Among the records, which lines include "impl"? List them.
##### DATASET CONTENT #####
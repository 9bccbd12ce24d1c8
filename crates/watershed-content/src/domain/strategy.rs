//! Long-term strategies selectable in the final phase.

use serde::{Deserialize, Serialize};

use super::delta::MeterDelta;
use super::roles::{RoleKey, visible_to};

/// A long-term intervention.
#[derive(Debug, Clone, PartialEq, Serialize, Deserialize)]
pub struct Strategy {
    /// Identifier, unique across the catalog.
    pub id: String,
    /// Card heading.
    pub title: String,
    /// One-line description.
    #[serde(default)]
    pub summary: String,
    /// Raw meter change before role weighting.
    #[serde(default)]
    pub delta: MeterDelta,
    /// Roles that may pick this strategy; `None` means everyone.
    #[serde(default, skip_serializing_if = "Option::is_none")]
    pub roles: Option<Vec<RoleKey>>,
}

impl Strategy {
    /// Whether a player holding `role` is offered this strategy.
    #[must_use]
    pub fn is_visible_to(&self, role: Option<RoleKey>) -> bool {
        visible_to(self.roles.as_deref(), role)
    }
}
//! Domain error types.

use thiserror::Error;

/// Top-level domain error type.
///
/// Player-input edge cases (unknown option, full strategy slate, repeated
/// finalization) are not errors; the store ignores them. This type covers
/// malformed external input and wiring mistakes.
#[derive(Debug, Error)]
pub enum DomainError {
    /// External input failed validation (unknown role key, malformed catalog).
    #[error("validation error: {0}")]
    Validation(String),

    /// A catalog lookup named something that does not exist.
    #[error("{kind} not found: {id}")]
    ContentNotFound {
        /// What was looked up (`"role"`, `"scenario"`, `"strategy"`).
        kind: &'static str,
        /// The identifier that was requested.
        id: String,
    },

    /// The shared session was used before a store was installed.
    #[error("game session used before initialization")]
    SessionNotInitialized,

    /// I/O or parse failure while loading content.
    #[error("infrastructure error: {0}")]
    Infrastructure(String),
}

impl DomainError {
    /// Shorthand for a [`DomainError::ContentNotFound`].
    pub fn not_found(kind: &'static str, id: impl Into<String>) -> Self {
        Self::ContentNotFound {
            kind,
            id: id.into(),
        }
    }
}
#####
• [SOLUTION TO THE PROBLEM]:
impl Strategy {
impl DomainError {
    pub fn not_found(kind: &'static str, id: impl Into<String>) -> Self {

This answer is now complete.